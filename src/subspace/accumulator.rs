//! # Derivative Sample Accumulation
//!
//! Sampled gradients are stacked into a growing derivative matrix with one
//! block of `num_functions` columns per sample point; the sample points go into
//! a parallel variables matrix with one column each. Both live in append-only
//! arenas whose valid-column cursor only moves forward by whole blocks, until
//! an explicit `clear` starts a fresh build.

use log::{debug, info};
use ndarray::{s, Array1, Array2, ArrayView1, ArrayView2};

use crate::error::{Result, SubspaceError};
use crate::model::{ActiveSet, FullSpaceModel, Response};
use crate::sampling::{DaceSampler, SampleBatch};

use super::config::Normalization;

/// Column storage with a fixed block width and a valid-column cursor.
#[derive(Debug, Clone)]
struct BlockArena {
    storage: Array2<f64>,
    block_width: usize,
    num_blocks: usize,
}

impl BlockArena {
    fn new(num_rows: usize, block_width: usize) -> Self {
        Self {
            storage: Array2::zeros((num_rows, 0)),
            block_width,
            num_blocks: 0,
        }
    }

    fn valid_columns(&self) -> usize {
        self.num_blocks * self.block_width
    }

    fn reserve_blocks(&mut self, additional: usize) {
        let needed = (self.num_blocks + additional) * self.block_width;
        if needed <= self.storage.ncols() {
            return;
        }
        let capacity = needed.max(2 * self.storage.ncols());
        let mut grown = Array2::zeros((self.storage.nrows(), capacity));
        let used = self.valid_columns();
        grown
            .slice_mut(s![.., ..used])
            .assign(&self.storage.slice(s![.., ..used]));
        self.storage = grown;
    }

    fn push_block(&mut self, block: ArrayView2<'_, f64>) -> Result<()> {
        if block.dim() != (self.storage.nrows(), self.block_width) {
            return Err(SubspaceError::DimensionMismatch(format!(
                "block is {:?}, expected {}x{}",
                block.dim(),
                self.storage.nrows(),
                self.block_width
            )));
        }
        self.reserve_blocks(1);
        let start = self.valid_columns();
        self.storage
            .slice_mut(s![.., start..start + self.block_width])
            .assign(&block);
        self.num_blocks += 1;
        Ok(())
    }

    fn view(&self) -> ArrayView2<'_, f64> {
        self.storage.slice(s![.., ..self.valid_columns()])
    }

    fn clear(&mut self) {
        self.num_blocks = 0;
    }
}

/// Stacked gradients: `num_variables x (num_samples * num_functions)`, one
/// block of `num_functions` contiguous columns per sample point.
#[derive(Debug, Clone)]
pub struct DerivativeMatrix {
    arena: BlockArena,
}

impl DerivativeMatrix {
    pub fn new(num_variables: usize, num_functions: usize) -> Self {
        Self {
            arena: BlockArena::new(num_variables, num_functions),
        }
    }

    /// Append the (already scaled) gradient block of one sample point.
    pub fn append_block(&mut self, block: ArrayView2<'_, f64>) -> Result<()> {
        self.arena.push_block(block)
    }

    /// Reserve room for `additional` more sample blocks.
    pub fn reserve(&mut self, additional: usize) {
        self.arena.reserve_blocks(additional);
    }

    /// The valid columns.
    pub fn view(&self) -> ArrayView2<'_, f64> {
        self.arena.view()
    }

    pub fn num_variables(&self) -> usize {
        self.arena.storage.nrows()
    }

    pub fn num_functions(&self) -> usize {
        self.arena.block_width
    }

    pub fn num_samples(&self) -> usize {
        self.arena.num_blocks
    }

    pub fn num_columns(&self) -> usize {
        self.arena.valid_columns()
    }

    pub fn is_empty(&self) -> bool {
        self.arena.num_blocks == 0
    }

    /// Drop all blocks; only used when a build starts over.
    pub fn clear(&mut self) {
        self.arena.clear();
    }
}

/// Sample points: `num_variables x num_samples`, in derivative-block order.
#[derive(Debug, Clone)]
pub struct VariablesMatrix {
    arena: BlockArena,
}

impl VariablesMatrix {
    pub fn new(num_variables: usize) -> Self {
        Self {
            arena: BlockArena::new(num_variables, 1),
        }
    }

    pub fn append_column(&mut self, x: ArrayView1<'_, f64>) -> Result<()> {
        self.arena.push_block(x.insert_axis(ndarray::Axis(1)))
    }

    pub fn reserve(&mut self, additional: usize) {
        self.arena.reserve_blocks(additional);
    }

    pub fn view(&self) -> ArrayView2<'_, f64> {
        self.arena.view()
    }

    pub fn num_samples(&self) -> usize {
        self.arena.num_blocks
    }

    pub fn clear(&mut self) {
        self.arena.clear();
    }
}

/// Drives a sampler against the full-space model and grows the derivative,
/// variables and (optionally) function-value matrices.
pub struct DerivativeSampleAccumulator<S: DaceSampler> {
    sampler: S,
    num_variables: usize,
    num_functions: usize,
    normalization: Normalization,
    seed: Option<u64>,
    rng_name: String,
    collect_values: bool,
    derivatives: DerivativeMatrix,
    variables: VariablesMatrix,
    values: BlockArena,
    gradient_scale_factors: Array1<f64>,
}

impl<S: DaceSampler> DerivativeSampleAccumulator<S> {
    /// Create an accumulator for a model with `num_functions` responses.
    pub fn new(
        sampler: S,
        num_functions: usize,
        normalization: Normalization,
        seed: Option<u64>,
        rng_name: &str,
    ) -> Self {
        let num_variables = sampler.num_variables();
        Self {
            sampler,
            num_variables,
            num_functions,
            normalization,
            seed,
            rng_name: rng_name.to_string(),
            collect_values: false,
            derivatives: DerivativeMatrix::new(num_variables, num_functions),
            variables: VariablesMatrix::new(num_variables),
            values: BlockArena::new(num_functions, 1),
            gradient_scale_factors: Array1::ones(num_functions),
        }
    }

    /// Always request and keep function values, even for a single response.
    pub fn with_values(mut self, collect_values: bool) -> Self {
        self.collect_values = collect_values;
        self
    }

    fn request(&self) -> ActiveSet {
        let values = self.collect_values
            || (self.num_functions > 1 && self.normalization.needs_values());
        if values {
            ActiveSet::VALUES | ActiveSet::GRADIENTS
        } else {
            ActiveSet::GRADIENTS
        }
    }

    /// Draw `num_new_samples` more points and append their gradient blocks.
    ///
    /// Returns the number of sample points actually appended.
    pub fn generate_and_accumulate(
        &mut self,
        model: &dyn FullSpaceModel,
        num_new_samples: usize,
    ) -> Result<usize> {
        if model.num_variables() != self.num_variables || model.num_functions() != self.num_functions
        {
            return Err(SubspaceError::DimensionMismatch(format!(
                "accumulator expects {} variables and {} functions, model has {} and {}",
                self.num_variables,
                self.num_functions,
                model.num_variables(),
                model.num_functions()
            )));
        }
        if !model.supports_gradients() {
            return Err(SubspaceError::Configuration(
                "subspace discovery needs gradients from the full-space model".to_string(),
            ));
        }

        self.sampler
            .configure(num_new_samples, self.seed, &self.rng_name)?;
        let batch = self.sampler.run(model, self.request())?;
        self.append_batch(&batch)
    }

    /// Append an externally produced batch.
    pub fn append_batch(&mut self, batch: &SampleBatch) -> Result<usize> {
        if batch.samples.nrows() != self.num_variables {
            return Err(SubspaceError::DimensionMismatch(format!(
                "batch has {} variables, expected {}",
                batch.samples.nrows(),
                self.num_variables
            )));
        }
        let usable: Vec<(usize, &Response)> = batch
            .responses
            .iter()
            .map(|(&idx, r)| (idx, r))
            .filter(|(idx, _)| *idx < batch.samples.ncols())
            .collect();

        // Validate the whole batch before anything is scaled or appended.
        for &(_, response) in &usable {
            response.check_shape(self.num_variables, self.num_functions)?;
            response.gradients()?;
        }

        if self.num_functions > 1 {
            self.update_scale_factors(&usable)?;
        }

        self.derivatives.reserve(usable.len());
        self.variables.reserve(usable.len());
        for &(idx, response) in &usable {
            let block = self.scaled_block(response)?;
            self.derivatives.append_block(block.view())?;
            self.variables.append_column(batch.samples.column(idx))?;
            if let Some(values) = &response.values {
                if self.request().values() {
                    self.values
                        .push_block(values.view().insert_axis(ndarray::Axis(1)))?;
                }
            }
        }

        info!(
            "Accumulated {} new derivative samples ({} total, {} columns)",
            usable.len(),
            self.derivatives.num_samples(),
            self.derivatives.num_columns()
        );
        Ok(usable.len())
    }

    // Column f of the block is scale * grad(s, f) / gradient_scale_factors[f].
    fn scaled_block(&self, response: &Response) -> Result<Array2<f64>> {
        let gradients = response.gradients()?;
        let mut block = gradients.to_owned();
        for f in 0..self.num_functions {
            let mut column = block.column_mut(f);
            let local = if self.num_functions > 1 {
                match self.normalization {
                    Normalization::LocalGradient => {
                        let norm = column.dot(&column).sqrt();
                        if norm > 0.0 {
                            1.0 / norm
                        } else {
                            1.0
                        }
                    }
                    Normalization::LocalValue => {
                        let value = response.values()?[f].abs();
                        if value > 0.0 {
                            1.0 / value
                        } else {
                            1.0
                        }
                    }
                    _ => 1.0,
                }
            } else {
                1.0
            };
            column *= local / self.gradient_scale_factors[f];
        }
        Ok(block)
    }

    // Mean-based factors come from the newest batch only; earlier columns keep
    // the factors they were written with.
    fn update_scale_factors(&mut self, batch: &[(usize, &Response)]) -> Result<()> {
        if batch.is_empty() {
            return Ok(());
        }
        let by_value = match self.normalization {
            Normalization::MeanValue => true,
            Normalization::MeanGradient => false,
            _ => return Ok(()),
        };

        for f in 0..self.num_functions {
            let mut total = 0.0;
            for (_, response) in batch {
                total += if by_value {
                    response.values()?[f].abs()
                } else {
                    let g = response.gradients()?;
                    g.column(f).dot(&g.column(f)).sqrt()
                };
            }
            let mean = total / batch.len() as f64;
            self.gradient_scale_factors[f] = if mean > 0.0 { mean } else { 1.0 };
        }
        debug!("Gradient scale factors: {:?}", self.gradient_scale_factors);
        Ok(())
    }

    pub fn derivative_matrix(&self) -> &DerivativeMatrix {
        &self.derivatives
    }

    pub fn variables_matrix(&self) -> &VariablesMatrix {
        &self.variables
    }

    /// Function values, `num_functions x num_samples`, when they were collected.
    pub fn values_matrix(&self) -> Option<ArrayView2<'_, f64>> {
        if self.values.num_blocks == self.variables.num_samples() && self.values.num_blocks > 0 {
            Some(self.values.view())
        } else {
            None
        }
    }

    pub fn gradient_scale_factors(&self) -> &Array1<f64> {
        &self.gradient_scale_factors
    }

    pub fn total_samples(&self) -> usize {
        self.derivatives.num_samples()
    }

    pub fn num_variables(&self) -> usize {
        self.num_variables
    }

    pub fn num_functions(&self) -> usize {
        self.num_functions
    }

    /// Discard everything accumulated so far.
    pub fn clear(&mut self) {
        self.derivatives.clear();
        self.variables.clear();
        self.values.clear();
        self.gradient_scale_factors.fill(1.0);
    }
}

Exercise brief: Going down the listing above, begin printing at the line with "functions, model has" and finish with the line with "externally produced batch.", exactly as they appear.

Answer below:
                "accumulator expects {} variables and {} functions, model has {} and {}",
                self.num_variables,
                self.num_functions,
                model.num_variables(),
                model.num_functions()
            )));
        }
        if !model.supports_gradients() {
            return Err(SubspaceError::Configuration(
                "subspace discovery needs gradients from the full-space model".to_string(),
            ));
        }

        self.sampler
            .configure(num_new_samples, self.seed, &self.rng_name)?;
        let batch = self.sampler.run(model, self.request())?;
        self.append_batch(&batch)
    }

    /// Append an externally produced batch.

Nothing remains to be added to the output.